*WHAT THIS TASK INVOLVES*
What to return is the tail of the data, from the line that contains "let stream = RemoteStream::new(track.stream_id.clone());" down to the last line, copied exactly.

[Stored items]
___

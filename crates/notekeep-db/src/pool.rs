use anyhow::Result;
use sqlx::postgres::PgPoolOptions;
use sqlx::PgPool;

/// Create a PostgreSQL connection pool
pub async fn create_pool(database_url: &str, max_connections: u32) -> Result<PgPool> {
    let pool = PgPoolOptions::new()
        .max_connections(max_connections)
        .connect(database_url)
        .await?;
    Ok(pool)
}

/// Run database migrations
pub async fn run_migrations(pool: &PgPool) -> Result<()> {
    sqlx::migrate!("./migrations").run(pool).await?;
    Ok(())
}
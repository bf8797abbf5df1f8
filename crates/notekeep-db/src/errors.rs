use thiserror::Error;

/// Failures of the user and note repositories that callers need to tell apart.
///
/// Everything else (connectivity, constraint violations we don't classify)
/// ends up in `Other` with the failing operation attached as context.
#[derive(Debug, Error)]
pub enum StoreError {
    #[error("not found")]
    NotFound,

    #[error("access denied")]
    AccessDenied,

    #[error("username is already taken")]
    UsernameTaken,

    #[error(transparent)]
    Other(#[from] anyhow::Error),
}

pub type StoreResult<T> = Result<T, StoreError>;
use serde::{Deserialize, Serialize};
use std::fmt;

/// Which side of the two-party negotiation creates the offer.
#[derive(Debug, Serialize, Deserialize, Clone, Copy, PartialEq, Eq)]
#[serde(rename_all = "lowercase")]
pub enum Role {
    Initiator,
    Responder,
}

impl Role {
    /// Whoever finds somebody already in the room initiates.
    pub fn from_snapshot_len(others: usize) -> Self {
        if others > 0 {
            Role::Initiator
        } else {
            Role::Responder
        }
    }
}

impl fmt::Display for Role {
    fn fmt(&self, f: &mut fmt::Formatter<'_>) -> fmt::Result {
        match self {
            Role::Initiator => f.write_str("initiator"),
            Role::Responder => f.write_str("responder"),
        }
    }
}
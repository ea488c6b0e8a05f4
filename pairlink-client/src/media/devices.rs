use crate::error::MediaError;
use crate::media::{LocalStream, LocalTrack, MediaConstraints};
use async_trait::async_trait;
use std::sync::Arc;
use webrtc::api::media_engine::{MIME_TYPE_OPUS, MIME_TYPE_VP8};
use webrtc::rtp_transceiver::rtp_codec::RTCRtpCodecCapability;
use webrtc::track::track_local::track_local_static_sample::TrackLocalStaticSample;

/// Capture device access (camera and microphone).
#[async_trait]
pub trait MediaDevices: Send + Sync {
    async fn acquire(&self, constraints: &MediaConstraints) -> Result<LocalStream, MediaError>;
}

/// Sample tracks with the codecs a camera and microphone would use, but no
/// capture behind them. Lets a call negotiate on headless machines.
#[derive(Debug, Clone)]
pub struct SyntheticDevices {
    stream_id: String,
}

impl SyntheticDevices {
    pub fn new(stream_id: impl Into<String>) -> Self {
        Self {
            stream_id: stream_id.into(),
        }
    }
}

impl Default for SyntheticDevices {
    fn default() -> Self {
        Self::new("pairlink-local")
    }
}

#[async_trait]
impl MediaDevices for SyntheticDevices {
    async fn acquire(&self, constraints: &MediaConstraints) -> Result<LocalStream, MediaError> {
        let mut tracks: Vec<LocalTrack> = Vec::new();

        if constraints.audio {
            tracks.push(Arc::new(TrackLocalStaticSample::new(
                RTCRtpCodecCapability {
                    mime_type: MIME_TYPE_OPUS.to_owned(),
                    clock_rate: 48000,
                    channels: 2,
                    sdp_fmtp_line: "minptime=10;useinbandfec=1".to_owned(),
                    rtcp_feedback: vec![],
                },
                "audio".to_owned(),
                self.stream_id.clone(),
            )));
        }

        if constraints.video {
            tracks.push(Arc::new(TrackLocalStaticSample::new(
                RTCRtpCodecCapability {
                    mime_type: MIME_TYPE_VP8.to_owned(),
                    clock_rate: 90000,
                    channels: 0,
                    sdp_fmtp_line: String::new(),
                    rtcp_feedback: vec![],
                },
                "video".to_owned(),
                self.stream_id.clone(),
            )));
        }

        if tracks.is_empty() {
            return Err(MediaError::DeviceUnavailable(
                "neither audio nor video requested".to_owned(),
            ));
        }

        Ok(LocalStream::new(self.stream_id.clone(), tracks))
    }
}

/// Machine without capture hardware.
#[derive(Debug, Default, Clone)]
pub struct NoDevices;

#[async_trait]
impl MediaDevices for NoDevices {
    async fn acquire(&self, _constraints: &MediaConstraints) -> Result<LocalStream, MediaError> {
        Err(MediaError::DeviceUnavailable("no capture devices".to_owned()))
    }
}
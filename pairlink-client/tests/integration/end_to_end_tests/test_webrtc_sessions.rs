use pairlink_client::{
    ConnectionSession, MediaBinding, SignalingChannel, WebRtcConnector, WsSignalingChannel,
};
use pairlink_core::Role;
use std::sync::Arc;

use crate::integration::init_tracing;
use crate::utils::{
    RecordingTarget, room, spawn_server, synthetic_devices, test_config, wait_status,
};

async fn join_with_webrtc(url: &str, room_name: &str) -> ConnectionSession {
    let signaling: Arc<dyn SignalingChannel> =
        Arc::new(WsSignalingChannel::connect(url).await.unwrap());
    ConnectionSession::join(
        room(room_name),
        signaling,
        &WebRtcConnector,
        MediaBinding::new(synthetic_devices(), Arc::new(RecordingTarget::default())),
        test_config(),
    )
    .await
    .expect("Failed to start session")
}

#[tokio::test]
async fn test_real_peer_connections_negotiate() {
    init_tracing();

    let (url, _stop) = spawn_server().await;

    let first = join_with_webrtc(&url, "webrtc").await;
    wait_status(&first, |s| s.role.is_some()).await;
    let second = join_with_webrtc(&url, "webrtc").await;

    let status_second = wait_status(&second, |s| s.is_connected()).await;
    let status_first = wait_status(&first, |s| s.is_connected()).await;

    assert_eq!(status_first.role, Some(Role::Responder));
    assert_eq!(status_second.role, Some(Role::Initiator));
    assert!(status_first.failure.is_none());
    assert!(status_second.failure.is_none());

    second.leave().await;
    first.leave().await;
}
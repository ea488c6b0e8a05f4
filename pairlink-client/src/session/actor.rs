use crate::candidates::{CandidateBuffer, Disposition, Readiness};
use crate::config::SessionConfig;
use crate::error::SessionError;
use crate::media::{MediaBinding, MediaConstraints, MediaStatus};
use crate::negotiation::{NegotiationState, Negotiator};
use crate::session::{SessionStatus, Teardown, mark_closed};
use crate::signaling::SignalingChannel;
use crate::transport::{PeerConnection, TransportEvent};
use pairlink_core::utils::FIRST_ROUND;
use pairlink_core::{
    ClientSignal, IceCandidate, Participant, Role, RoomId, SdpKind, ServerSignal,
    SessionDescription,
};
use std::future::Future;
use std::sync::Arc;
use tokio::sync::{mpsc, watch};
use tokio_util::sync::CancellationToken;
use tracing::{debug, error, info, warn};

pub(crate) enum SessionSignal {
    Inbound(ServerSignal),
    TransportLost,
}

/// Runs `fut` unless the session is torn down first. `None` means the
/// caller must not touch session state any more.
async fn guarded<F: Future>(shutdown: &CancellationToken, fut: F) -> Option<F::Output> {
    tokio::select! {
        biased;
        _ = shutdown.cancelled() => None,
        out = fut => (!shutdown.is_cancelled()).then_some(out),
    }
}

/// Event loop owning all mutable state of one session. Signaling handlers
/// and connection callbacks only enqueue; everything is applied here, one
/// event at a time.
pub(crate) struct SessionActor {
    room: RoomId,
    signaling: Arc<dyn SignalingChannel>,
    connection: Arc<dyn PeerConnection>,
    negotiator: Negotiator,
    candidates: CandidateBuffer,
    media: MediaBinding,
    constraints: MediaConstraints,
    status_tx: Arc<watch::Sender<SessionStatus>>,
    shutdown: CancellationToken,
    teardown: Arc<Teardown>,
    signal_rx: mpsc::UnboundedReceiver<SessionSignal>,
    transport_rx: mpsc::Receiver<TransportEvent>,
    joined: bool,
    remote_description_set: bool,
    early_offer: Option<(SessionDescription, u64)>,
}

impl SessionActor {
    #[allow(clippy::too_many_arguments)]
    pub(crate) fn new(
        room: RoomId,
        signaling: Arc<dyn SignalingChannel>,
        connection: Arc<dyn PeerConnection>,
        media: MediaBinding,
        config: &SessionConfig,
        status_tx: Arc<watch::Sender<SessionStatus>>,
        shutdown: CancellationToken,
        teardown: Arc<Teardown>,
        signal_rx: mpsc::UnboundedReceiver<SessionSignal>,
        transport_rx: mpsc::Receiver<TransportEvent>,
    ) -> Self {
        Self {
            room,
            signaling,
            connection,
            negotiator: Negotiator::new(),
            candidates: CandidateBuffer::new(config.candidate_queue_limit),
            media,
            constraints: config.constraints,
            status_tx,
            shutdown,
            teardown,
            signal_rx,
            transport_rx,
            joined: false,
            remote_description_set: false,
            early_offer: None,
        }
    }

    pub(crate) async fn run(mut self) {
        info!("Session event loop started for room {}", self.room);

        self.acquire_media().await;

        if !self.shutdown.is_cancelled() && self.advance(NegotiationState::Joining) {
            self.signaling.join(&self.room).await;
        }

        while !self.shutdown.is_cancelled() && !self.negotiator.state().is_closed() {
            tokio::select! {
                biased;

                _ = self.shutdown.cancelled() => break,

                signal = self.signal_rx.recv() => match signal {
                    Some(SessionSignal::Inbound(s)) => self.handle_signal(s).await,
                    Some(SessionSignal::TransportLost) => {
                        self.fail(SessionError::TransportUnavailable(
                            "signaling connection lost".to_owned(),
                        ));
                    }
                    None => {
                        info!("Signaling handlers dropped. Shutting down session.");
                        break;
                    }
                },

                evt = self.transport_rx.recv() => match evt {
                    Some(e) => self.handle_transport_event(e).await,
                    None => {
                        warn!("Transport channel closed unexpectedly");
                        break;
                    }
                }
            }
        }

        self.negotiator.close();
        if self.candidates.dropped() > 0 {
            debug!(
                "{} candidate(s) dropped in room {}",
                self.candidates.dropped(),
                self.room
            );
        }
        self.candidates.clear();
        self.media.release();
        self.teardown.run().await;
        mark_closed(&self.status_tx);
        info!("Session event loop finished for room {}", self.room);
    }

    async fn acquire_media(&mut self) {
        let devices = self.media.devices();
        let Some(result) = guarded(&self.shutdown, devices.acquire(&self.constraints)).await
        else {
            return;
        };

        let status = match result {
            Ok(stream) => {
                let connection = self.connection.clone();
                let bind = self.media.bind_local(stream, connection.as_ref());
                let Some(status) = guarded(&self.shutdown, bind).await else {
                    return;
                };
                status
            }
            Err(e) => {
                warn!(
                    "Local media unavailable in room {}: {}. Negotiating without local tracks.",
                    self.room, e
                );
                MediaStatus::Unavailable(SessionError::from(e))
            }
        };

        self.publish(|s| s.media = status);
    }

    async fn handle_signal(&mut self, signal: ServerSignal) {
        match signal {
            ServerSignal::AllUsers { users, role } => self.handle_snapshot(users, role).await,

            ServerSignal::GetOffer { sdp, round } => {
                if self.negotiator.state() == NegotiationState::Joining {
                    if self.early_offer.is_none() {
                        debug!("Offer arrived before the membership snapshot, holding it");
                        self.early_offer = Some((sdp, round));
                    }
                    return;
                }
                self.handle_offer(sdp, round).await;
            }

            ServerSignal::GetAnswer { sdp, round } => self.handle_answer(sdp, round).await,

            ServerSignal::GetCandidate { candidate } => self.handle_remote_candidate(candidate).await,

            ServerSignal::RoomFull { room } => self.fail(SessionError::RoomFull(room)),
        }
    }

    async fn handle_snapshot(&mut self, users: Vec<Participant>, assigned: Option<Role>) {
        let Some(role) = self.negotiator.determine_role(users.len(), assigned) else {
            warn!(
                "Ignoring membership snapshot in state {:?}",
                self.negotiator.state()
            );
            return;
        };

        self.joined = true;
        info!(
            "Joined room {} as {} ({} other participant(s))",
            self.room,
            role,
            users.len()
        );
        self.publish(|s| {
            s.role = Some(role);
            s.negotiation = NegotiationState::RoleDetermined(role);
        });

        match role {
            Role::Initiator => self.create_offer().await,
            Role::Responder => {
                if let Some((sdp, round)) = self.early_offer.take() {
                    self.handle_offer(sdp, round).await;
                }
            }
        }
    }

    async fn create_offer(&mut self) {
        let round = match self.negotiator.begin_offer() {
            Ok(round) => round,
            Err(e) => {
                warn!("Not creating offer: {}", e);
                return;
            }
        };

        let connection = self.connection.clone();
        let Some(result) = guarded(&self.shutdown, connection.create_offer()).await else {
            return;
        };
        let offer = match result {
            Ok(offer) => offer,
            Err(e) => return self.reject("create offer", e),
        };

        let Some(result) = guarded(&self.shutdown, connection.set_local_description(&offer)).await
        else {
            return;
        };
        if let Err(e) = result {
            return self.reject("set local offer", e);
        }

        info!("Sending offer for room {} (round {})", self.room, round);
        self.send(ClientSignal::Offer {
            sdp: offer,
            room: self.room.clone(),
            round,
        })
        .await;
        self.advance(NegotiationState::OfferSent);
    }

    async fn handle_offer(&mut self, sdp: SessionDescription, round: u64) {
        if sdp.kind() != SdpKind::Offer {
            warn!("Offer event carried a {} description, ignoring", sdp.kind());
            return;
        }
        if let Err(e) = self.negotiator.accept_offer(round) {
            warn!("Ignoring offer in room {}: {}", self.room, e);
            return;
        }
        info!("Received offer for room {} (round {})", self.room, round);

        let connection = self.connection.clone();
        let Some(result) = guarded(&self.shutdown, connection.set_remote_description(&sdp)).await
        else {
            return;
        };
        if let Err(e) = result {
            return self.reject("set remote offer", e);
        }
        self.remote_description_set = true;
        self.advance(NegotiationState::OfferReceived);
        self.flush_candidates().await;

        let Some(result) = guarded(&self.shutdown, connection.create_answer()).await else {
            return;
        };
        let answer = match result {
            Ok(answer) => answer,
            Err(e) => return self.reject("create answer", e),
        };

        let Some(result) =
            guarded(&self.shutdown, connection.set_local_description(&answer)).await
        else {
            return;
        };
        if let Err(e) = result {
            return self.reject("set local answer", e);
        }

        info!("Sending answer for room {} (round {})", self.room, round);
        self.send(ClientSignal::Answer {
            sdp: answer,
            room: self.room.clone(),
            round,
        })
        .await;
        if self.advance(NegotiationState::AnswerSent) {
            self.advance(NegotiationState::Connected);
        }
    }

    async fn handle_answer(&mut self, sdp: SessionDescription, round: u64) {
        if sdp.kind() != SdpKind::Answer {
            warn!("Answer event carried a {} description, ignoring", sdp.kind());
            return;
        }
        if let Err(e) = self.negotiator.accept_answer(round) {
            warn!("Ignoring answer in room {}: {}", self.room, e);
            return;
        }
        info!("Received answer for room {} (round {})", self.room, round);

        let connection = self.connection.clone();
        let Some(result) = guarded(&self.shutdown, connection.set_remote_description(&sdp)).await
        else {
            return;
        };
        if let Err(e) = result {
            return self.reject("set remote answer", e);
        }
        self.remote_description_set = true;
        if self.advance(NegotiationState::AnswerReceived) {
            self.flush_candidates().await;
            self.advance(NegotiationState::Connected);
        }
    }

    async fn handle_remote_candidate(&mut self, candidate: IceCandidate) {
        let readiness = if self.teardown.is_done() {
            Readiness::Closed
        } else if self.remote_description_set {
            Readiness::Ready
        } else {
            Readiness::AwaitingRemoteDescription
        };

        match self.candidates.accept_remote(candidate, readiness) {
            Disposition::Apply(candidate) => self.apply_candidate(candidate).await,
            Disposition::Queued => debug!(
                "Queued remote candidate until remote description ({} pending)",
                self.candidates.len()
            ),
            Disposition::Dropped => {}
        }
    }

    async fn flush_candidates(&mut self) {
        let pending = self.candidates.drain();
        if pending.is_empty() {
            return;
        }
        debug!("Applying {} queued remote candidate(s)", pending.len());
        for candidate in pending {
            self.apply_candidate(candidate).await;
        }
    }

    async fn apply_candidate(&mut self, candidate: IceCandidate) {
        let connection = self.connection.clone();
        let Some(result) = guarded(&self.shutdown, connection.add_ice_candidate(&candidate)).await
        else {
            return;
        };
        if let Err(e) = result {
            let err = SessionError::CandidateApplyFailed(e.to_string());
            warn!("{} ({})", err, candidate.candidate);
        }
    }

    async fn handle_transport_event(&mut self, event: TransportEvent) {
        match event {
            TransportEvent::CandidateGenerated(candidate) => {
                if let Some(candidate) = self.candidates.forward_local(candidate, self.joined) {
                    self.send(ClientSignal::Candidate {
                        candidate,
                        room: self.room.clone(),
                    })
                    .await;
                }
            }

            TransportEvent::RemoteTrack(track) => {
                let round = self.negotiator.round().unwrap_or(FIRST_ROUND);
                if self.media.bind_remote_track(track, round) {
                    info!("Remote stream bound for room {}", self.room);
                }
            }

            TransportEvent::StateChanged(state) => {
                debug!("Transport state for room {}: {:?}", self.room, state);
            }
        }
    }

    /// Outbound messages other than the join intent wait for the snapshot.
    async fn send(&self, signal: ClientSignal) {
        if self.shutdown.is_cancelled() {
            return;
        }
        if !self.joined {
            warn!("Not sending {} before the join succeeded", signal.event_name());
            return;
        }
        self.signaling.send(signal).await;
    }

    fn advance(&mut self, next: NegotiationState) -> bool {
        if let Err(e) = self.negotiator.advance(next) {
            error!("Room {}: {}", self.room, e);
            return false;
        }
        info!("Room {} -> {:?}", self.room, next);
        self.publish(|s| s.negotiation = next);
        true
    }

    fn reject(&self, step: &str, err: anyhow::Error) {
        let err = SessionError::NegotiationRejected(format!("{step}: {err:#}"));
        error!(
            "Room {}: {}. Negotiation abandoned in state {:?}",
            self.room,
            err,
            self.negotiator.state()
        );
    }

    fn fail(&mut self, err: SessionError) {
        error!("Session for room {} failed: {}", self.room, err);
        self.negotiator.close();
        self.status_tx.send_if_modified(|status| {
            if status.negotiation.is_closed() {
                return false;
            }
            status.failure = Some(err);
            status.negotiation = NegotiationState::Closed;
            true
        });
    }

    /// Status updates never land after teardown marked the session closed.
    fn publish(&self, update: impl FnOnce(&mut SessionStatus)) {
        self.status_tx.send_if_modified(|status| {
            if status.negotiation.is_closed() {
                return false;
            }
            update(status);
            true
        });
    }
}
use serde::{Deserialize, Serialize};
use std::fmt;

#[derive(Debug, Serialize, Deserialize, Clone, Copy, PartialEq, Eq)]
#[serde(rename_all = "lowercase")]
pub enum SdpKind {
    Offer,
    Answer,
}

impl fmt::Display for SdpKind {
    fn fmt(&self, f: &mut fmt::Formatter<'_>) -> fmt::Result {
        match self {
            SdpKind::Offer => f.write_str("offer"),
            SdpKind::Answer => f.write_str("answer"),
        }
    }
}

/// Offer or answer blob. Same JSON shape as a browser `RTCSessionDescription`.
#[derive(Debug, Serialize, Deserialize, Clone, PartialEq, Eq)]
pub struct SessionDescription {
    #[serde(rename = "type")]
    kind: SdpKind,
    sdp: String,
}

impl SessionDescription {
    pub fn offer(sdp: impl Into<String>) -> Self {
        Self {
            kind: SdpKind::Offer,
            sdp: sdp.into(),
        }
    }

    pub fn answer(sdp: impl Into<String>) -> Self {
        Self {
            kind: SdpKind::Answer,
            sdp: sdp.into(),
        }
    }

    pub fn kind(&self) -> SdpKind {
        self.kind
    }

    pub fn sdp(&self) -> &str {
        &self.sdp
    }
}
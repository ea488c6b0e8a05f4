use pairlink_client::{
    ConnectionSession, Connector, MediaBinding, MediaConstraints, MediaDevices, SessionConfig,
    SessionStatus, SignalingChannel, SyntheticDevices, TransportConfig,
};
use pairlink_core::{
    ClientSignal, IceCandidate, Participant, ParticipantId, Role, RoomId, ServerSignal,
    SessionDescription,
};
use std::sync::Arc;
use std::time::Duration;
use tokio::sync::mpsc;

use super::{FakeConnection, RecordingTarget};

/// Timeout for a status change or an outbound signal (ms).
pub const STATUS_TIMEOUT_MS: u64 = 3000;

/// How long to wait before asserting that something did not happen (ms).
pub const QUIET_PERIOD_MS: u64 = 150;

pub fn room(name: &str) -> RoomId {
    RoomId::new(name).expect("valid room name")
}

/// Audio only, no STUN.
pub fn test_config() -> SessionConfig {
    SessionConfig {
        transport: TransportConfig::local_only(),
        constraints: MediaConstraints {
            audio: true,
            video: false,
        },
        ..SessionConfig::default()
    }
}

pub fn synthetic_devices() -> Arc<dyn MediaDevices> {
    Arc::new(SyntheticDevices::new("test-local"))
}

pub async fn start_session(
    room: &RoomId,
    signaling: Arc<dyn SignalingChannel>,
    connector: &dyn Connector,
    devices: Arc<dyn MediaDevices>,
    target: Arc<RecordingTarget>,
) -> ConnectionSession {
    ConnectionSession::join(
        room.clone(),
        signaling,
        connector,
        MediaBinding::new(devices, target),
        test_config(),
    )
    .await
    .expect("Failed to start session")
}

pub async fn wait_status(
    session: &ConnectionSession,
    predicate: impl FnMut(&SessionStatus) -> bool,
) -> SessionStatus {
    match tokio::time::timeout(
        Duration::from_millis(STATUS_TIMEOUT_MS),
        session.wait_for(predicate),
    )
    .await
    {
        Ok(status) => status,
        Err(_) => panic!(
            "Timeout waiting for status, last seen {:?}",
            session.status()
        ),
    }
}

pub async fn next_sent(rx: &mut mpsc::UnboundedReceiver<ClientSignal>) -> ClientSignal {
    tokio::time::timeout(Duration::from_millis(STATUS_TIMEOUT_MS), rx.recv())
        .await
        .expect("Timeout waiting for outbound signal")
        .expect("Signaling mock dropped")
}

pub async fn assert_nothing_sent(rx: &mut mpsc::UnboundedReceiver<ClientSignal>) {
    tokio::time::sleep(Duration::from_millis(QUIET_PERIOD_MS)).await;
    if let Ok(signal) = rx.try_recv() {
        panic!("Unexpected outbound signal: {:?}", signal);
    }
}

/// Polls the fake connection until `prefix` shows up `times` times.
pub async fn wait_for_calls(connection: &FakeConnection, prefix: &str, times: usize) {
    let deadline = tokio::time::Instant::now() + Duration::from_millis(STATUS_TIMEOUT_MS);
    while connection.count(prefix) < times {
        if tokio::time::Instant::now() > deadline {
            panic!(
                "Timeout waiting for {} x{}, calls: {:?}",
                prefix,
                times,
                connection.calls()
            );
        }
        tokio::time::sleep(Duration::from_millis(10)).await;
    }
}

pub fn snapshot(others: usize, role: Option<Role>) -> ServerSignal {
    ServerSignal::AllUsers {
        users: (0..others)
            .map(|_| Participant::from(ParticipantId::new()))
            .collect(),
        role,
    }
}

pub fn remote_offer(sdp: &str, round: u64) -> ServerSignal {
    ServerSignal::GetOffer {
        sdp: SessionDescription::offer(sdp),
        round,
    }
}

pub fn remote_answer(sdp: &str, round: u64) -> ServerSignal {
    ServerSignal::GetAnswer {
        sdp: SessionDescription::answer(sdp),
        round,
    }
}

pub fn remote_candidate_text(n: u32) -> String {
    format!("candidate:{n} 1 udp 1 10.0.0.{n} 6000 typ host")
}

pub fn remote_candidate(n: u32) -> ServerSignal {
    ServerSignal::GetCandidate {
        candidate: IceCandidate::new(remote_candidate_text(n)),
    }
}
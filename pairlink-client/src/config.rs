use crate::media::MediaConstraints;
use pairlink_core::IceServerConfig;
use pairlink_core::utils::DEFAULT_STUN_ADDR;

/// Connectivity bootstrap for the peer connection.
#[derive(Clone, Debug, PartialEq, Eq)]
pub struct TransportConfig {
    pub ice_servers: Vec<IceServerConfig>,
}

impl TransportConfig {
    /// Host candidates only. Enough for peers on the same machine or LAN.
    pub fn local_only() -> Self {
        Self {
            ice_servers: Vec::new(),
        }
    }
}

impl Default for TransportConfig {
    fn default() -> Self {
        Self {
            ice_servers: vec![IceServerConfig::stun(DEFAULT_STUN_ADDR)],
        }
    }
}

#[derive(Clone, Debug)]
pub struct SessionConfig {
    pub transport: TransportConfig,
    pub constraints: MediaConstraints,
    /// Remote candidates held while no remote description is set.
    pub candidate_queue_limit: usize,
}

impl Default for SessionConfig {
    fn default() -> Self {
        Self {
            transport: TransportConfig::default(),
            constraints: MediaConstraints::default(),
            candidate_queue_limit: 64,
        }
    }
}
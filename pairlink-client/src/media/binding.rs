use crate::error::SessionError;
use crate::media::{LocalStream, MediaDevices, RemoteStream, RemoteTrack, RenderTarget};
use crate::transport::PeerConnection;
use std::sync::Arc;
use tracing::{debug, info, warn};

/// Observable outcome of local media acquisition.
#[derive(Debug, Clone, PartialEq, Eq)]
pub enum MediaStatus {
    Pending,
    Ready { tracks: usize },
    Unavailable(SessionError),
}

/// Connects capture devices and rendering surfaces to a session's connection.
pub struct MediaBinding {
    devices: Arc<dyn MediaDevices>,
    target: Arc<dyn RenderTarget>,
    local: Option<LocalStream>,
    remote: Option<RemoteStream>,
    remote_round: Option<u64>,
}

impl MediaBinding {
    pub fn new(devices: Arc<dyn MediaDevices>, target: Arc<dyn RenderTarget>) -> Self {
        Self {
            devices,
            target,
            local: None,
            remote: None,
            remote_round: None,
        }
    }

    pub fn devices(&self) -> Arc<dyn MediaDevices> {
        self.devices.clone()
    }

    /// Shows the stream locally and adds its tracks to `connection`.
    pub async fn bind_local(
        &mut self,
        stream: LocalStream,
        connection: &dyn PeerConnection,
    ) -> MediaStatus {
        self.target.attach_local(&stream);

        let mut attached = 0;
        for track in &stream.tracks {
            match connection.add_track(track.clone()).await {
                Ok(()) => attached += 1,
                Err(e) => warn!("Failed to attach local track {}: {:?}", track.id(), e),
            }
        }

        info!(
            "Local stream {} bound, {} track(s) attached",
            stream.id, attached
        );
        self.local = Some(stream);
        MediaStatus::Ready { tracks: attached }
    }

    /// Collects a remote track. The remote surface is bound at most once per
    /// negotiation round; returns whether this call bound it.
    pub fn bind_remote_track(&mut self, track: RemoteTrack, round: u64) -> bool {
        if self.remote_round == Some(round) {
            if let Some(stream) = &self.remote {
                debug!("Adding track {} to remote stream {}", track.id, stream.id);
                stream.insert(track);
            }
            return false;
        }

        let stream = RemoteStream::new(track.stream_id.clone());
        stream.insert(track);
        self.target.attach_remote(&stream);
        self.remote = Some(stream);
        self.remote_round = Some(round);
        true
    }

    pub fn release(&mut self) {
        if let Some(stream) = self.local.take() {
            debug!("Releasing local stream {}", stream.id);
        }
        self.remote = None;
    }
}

___

*TASK RESULT*
        let stream = RemoteStream::new(track.stream_id.clone());
        stream.insert(track);
        self.target.attach_remote(&stream);
        self.remote = Some(stream);
        self.remote_round = Some(round);
        true
    }

    pub fn release(&mut self) {
        if let Some(stream) = self.local.take() {
            debug!("Releasing local stream {}", stream.id);
        }
        self.remote = None;
    }
}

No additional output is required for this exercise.